My Favorite Public Data Sources - bpolania
http://www.jenunderwood.com/2016/01/14/my-favorite-public-data-sources/
======
mynewtb
Advertisment submarine for Power BI. Shallow on content, mostly a pretty
random list.

------
phillc73
Here's a long list of (awesome) public datasets:

[https://github.com/caesar0301/awesome-public-
datasets](https://github.com/caesar0301/awesome-public-datasets)

------
SloopJon
I was looking for these types of sources this week to populate a document
database. One I ended up using for a demonstration was the "startup company
information" hosted at
[http://jsonstudio.com/resources/](http://jsonstudio.com/resources/)
(apparently an extract from CrunchBase, mentioned in Jen's blog post).

I naively thought I could just grab a pile of tweets or something, but most
public APIs require registration as a developer.

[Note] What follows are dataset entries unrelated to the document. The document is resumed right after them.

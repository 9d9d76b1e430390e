//! Types library for the market-data watchlist
//!
//! This library provides the message model exchanged between the watchlist,
//! the transport/codec collaborators beneath it, and the application above it.
//! Everything here is plain data: no I/O, no timers, no shared state.
//!
//! # Modules
//! - `ids`: Stream, service and group identifiers
//! - `domain`: Message domains (login, directory, market price, ...)
//! - `qos`: Quality-of-service and range matching
//! - `state`: Stream/data state carried by refresh and status messages
//! - `key`: Message keys
//! - `view`: Field subsets requested on item streams
//! - `directory`: Service directory entries and symbol-list entries
//! - `msg`: The eight message classes
//! - `errors`: Error taxonomy

pub mod ids;
pub mod domain;
pub mod qos;
pub mod state;
pub mod key;
pub mod view;
pub mod directory;
pub mod msg;
pub mod errors;

// Library version constant
pub const LIB_VERSION: &str = "1.0.0";

/// Prelude module for convenient imports
pub mod prelude {
    pub use crate::ids::*;
    pub use crate::domain::*;
    pub use crate::qos::*;
    pub use crate::state::*;
    pub use crate::key::*;
    pub use crate::view::*;
    pub use crate::directory::*;
    pub use crate::msg::*;
    pub use crate::errors::*;
}
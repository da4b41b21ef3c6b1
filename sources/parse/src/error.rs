use support::bytes_ext::OutOfBytes;
use thiserror::Error;

/// Every way decoding a single classfile can fail.
///
/// All variants are fatal to the class being defined and to nothing else.
#[derive(Error, Debug, Clone, PartialEq, Eq)]
pub enum ParseError {
    #[error("invalid magic value {0:#010x}")]
    BadMagic(u32),

    #[error("classfile was truncated ({0})")]
    TruncatedInput(#[from] OutOfBytes),

    #[error("unsupported constant pool tag {tag} at index {index}")]
    UnsupportedConstantTag { tag: u8, index: u16 },

    #[error("{referrer} references constant #{index}, which is not a {expected}")]
    DanglingConstantReference {
        index: u16,
        expected: &'static str,
        referrer: String,
    },

    #[error("attribute '{name}' declares {declared} bytes but its contents occupy {consumed}")]
    MalformedAttribute {
        name: String,
        declared: usize,
        consumed: usize,
    },

    #[error("classfile has {0} trailing bytes")]
    TrailingBytes(usize),
}

pub type ParseResult<T> = Result<T, ParseError>;
impl PoolBuilder {
    fn new(count: u16) -> Self {
        Self {
            entries: vec![None; count.max(1) as usize],
            strings: vec![],
            names_and_types: vec![],
            classes: vec![],
            members: vec![],
        }
    }

    fn scan(&mut self, bytes: &mut Bytes) -> ParseResult<()> {
        let count = self.entries.len() as u32;

        // u32 so that a 64 bit entry in the last slot cannot overflow the index
        let mut i: u32 = 1;
        while i < count {
            let index = i as u16;
            let tag_byte = bytes.try_get_u8()?;
            let tag = ConstantTag::from_tag(tag_byte).ok_or(ParseError::UnsupportedConstantTag {
                tag: tag_byte,
                index,
            })?;

            trace!("const pool entry {} has tag {:?}", index, tag);

            let entry = match tag {
                ConstantTag::Utf8 => {
                    let length = bytes.try_get_u16()?;
                    let data = bytes.try_copy_bytes(length.into())?;
                    Some(ConstantEntry::Utf8(ConstantUtf8::new(data)))
                }
                ConstantTag::Integer => Some(ConstantEntry::Integer(ConstantInteger {
                    value: bytes.try_get_i32()?,
                })),
                ConstantTag::Long => Some(ConstantEntry::Long(ConstantLong {
                    value: bytes.try_get_i64()?,
                })),
                ConstantTag::String => {
                    self.strings.push(DeferredString {
                        index,
                        string_index: bytes.try_get_u16()?,
                    });
                    None
                }
                ConstantTag::NameAndType => {
                    self.names_and_types.push(DeferredNameAndType {
                        index,
                        name_index: bytes.try_get_u16()?,
                        descriptor_index: bytes.try_get_u16()?,
                    });
                    None
                }
                ConstantTag::Class => {
                    self.classes.push(DeferredClass {
                        index,
                        name_index: bytes.try_get_u16()?,
                    });
                    None
                }
                ConstantTag::Field | ConstantTag::Method | ConstantTag::InterfaceMethod => {
                    let kind = match tag {
                        ConstantTag::Field => MemberKind::Field,
                        ConstantTag::Method => MemberKind::Method,
                        _ => MemberKind::InterfaceMethod,
                    };

                    self.members.push(DeferredMember {
                        index,
                        kind,
                        class_index: bytes.try_get_u16()?,
                        name_and_type_index: bytes.try_get_u16()?,
                    });
                    None
                }
                other => {
                    // Every remaining tag has a fixed payload size
                    let size = other.unsupported_payload().unwrap_or_default();
                    Some(ConstantEntry::Unsupported(ConstantUnsupported {
                        tag: other,
                        payload: bytes.try_copy_bytes(size)?,
                    }))
                }
            };

            self.entries[i as usize] = entry;

            // Special case: 64 bit types take up 2 slots, the second of which stays empty
            i += tag.slots();
        }

        debug!(
            "scanned {} pool slots, {} entries deferred",
            count,
            self.strings.len() + self.names_and_types.len() + self.classes.len() + self.members.len()
        );

        Ok(())
    }

    fn resolve(mut self) -> ParseResult<ConstantPool> {
        let referrer = |index: u16| move || format!("constant #{}", index);

        for deferred in self.strings.drain(..) {
            let utf8: &ConstantUtf8 =
                lookup(&self.entries, deferred.string_index, referrer(deferred.index))?;

            let entry = ConstantEntry::String(ConstantString {
                string_index: deferred.string_index,
                value: Arc::clone(&utf8.value),
            });
            self.entries[deferred.index as usize] = Some(entry);
        }

        for deferred in self.names_and_types.drain(..) {
            let name: &ConstantUtf8 =
                lookup(&self.entries, deferred.name_index, referrer(deferred.index))?;
            let descriptor: &ConstantUtf8 =
                lookup(&self.entries, deferred.descriptor_index, referrer(deferred.index))?;

            let entry = ConstantEntry::NameAndType(ConstantNameAndType {
                name_index: deferred.name_index,
                descriptor_index: deferred.descriptor_index,
                name: Arc::clone(&name.value),
                descriptor: Arc::clone(&descriptor.value),
            });
            self.entries[deferred.index as usize] = Some(entry);
        }

        for deferred in self.classes.drain(..) {
            let name: &ConstantUtf8 =
                lookup(&self.entries, deferred.name_index, referrer(deferred.index))?;

            let entry = ConstantEntry::Class(ConstantClass {
                name_index: deferred.name_index,
                name: Arc::clone(&name.value),
            });
            self.entries[deferred.index as usize] = Some(entry);
        }

        for deferred in self.members.drain(..) {
            let class: &ConstantClass =
                lookup(&self.entries, deferred.class_index, referrer(deferred.index))?;
            let name_and_type: &ConstantNameAndType = lookup(
                &self.entries,
                deferred.name_and_type_index,
                referrer(deferred.index),
            )?;

            let entry = ConstantEntry::Member(ConstantMember {
                kind: deferred.kind,
                class_index: deferred.class_index,
                name_and_type_index: deferred.name_and_type_index,
                class_name: Arc::clone(&class.name),
                name: Arc::clone(&name_and_type.name),
                descriptor: Arc::clone(&name_and_type.descriptor),
            });
            self.entries[deferred.index as usize] = Some(entry);
        }

        Ok(ConstantPool {
            entries: self.entries,
        })
    }
}
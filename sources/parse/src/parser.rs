use std::sync::Arc;

use bytes::Bytes;
use support::bytes_ext::SafeBuf;
use tracing::debug;

use crate::attributes::{AttributeContext, Attributes};
use crate::classfile::{ClassFile, Field, Fields, Interfaces, MetaData, Method, Methods};
use crate::constants::MAGIC;
use crate::error::{ParseError, ParseResult};
use crate::flags::{ClassFileAccessFlags, FieldAccessFlags, MethodAccessFlags};
use crate::pool::{ConstantClass, ConstantPool, ConstantUtf8};

pub struct Parser {
    bytes: Bytes,
}

impl Parser {
    pub fn new(data: &[u8]) -> Self {
        Self {
            bytes: Bytes::copy_from_slice(data),
        }
    }

    pub fn from_bytes(bytes: impl Into<Bytes>) -> Self {
        Self {
            bytes: bytes.into(),
        }
    }

    fn parse_constant_pool(&mut self) -> ParseResult<ConstantPool> {
        let count = self.bytes.try_get_u16()?;
        debug!("const pool has {count} entries listed");

        let pool = ConstantPool::parse(&mut self.bytes, count)?;
        debug!("successfully parsed constant pool");

        Ok(pool)
    }

    fn parse_interfaces(&mut self) -> ParseResult<Interfaces> {
        let length = self.bytes.try_get_u16()?;
        let mut interfaces = Interfaces {
            values: Vec::with_capacity(length.into()),
        };

        for _ in 0..length {
            interfaces.values.push(self.bytes.try_get_u16()?);
        }

        Ok(interfaces)
    }

    fn parse_fields(&mut self, class: &Arc<str>, pool: &ConstantPool) -> ParseResult<Fields> {
        let length = self.bytes.try_get_u16()?;
        let mut fields = Fields {
            values: Vec::with_capacity(length.into()),
        };

        for position in 0..length {
            let flags = FieldAccessFlags::from_bits(self.bytes.try_get_u16()?);
            let name_index = self.bytes.try_get_u16()?;
            let descriptor_index = self.bytes.try_get_u16()?;

            let name: &ConstantUtf8 =
                pool.require(name_index, || format!("name of field #{}", position))?;
            let descriptor: &ConstantUtf8 = pool
                .require(descriptor_index, || format!("descriptor of field #{}", position))?;

            fields.values.push(Field {
                class: Arc::clone(class),
                flags,
                name_index,
                descriptor_index,
                name: Arc::clone(&name.value),
                descriptor: Arc::clone(&descriptor.value),
                attributes: Attributes::parse(&mut self.bytes, pool, AttributeContext::Field)?,
            });
        }

        Ok(fields)
    }

    fn parse_methods(&mut self, pool: &ConstantPool) -> ParseResult<Methods> {
        let length = self.bytes.try_get_u16()?;
        let mut methods = Methods {
            values: Vec::with_capacity(length.into()),
        };

        for position in 0..length {
            let flags = MethodAccessFlags::from_bits(self.bytes.try_get_u16()?);
            let name = pool
                .require::<ConstantUtf8>(self.bytes.try_get_u16()?, || {
                    format!("name of method #{}", position)
                })?
                .as_str()
                .to_string();
            let descriptor = pool
                .require::<ConstantUtf8>(self.bytes.try_get_u16()?, || {
                    format!("descriptor of method #{}", position)
                })?
                .as_str()
                .to_string();

            let mut attributes =
                Attributes::parse(&mut self.bytes, pool, AttributeContext::Method)?;
            let code = attributes.take_code();

            methods.values.push(Method {
                flags,
                name,
                descriptor,
                code,
                attributes,
            });
        }

        Ok(methods)
    }

    pub fn parse(&mut self) -> ParseResult<ClassFile> {
        let magic = self.bytes.try_get_u32()?;

        // Format checking: The first four bytes must contain the right magic number
        if magic != MAGIC {
            return Err(ParseError::BadMagic(magic));
        }

        let minor = self.bytes.try_get_u16()?;
        let major = self.bytes.try_get_u16()?;
        debug!("classfile version {major}.{minor}");

        let meta_data = MetaData {
            minor_version: minor,
            major_version: major,
        };

        let constant_pool = self.parse_constant_pool()?;

        let access_flags = ClassFileAccessFlags::from_bits(self.bytes.try_get_u16()?);
        debug!("got access flags {:b}", access_flags.bits());

        let this_class = self.bytes.try_get_u16()?;
        let name = Arc::clone(
            &constant_pool
                .require::<ConstantClass>(this_class, || "this_class".to_string())?
                .name,
        );
        debug!("got this_class {this_class} ({name})");

        // Only the root of the hierarchy has no superclass
        let super_index = self.bytes.try_get_u16()?;
        let (super_class, super_name) = if super_index == 0 {
            (None, None)
        } else {
            let class: &ConstantClass =
                constant_pool.require(super_index, || "super_class".to_string())?;
            (Some(super_index), Some(Arc::clone(&class.name)))
        };

        let interfaces = self.parse_interfaces()?;
        debug!("class has {} interfaces", interfaces.len());

        let fields = self.parse_fields(&name, &constant_pool)?;
        debug!("class has {} fields", fields.len());

        let methods = self.parse_methods(&constant_pool)?;
        debug!("class has {} methods", methods.len());

        let attributes =
            Attributes::parse(&mut self.bytes, &constant_pool, AttributeContext::Class)?;
        debug!("class has {} attributes", attributes.len());

        // Format checking: The class file must not be truncated or have extra bytes at the end
        if !self.bytes.is_empty() {
            return Err(ParseError::TrailingBytes(self.bytes.len()));
        }

        Ok(ClassFile {
            constant_pool,
            meta_data,
            access_flags,
            this_class,
            name,
            super_class,
            super_name,
            interfaces,
            fields,
            methods,
            attributes,
        })
    }
}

One quick tip, if you're dealing with JSON dumps as a series of objects (e.g.,
{} {} {}) that you want to wrap in an array (e.g., [{}, {}, {}]), is to
"slurp" them into jq
([https://stedolan.github.io/jq/](https://stedolan.github.io/jq/)):

    
    
        $ jq -s '.' companies.json > companies-array.json

------
geomark
I just started looking at her top listed data source, the GDELT Project[1].
Kind of mind blowing.

[1] [http://www.gdeltproject.org/](http://www.gdeltproject.org/)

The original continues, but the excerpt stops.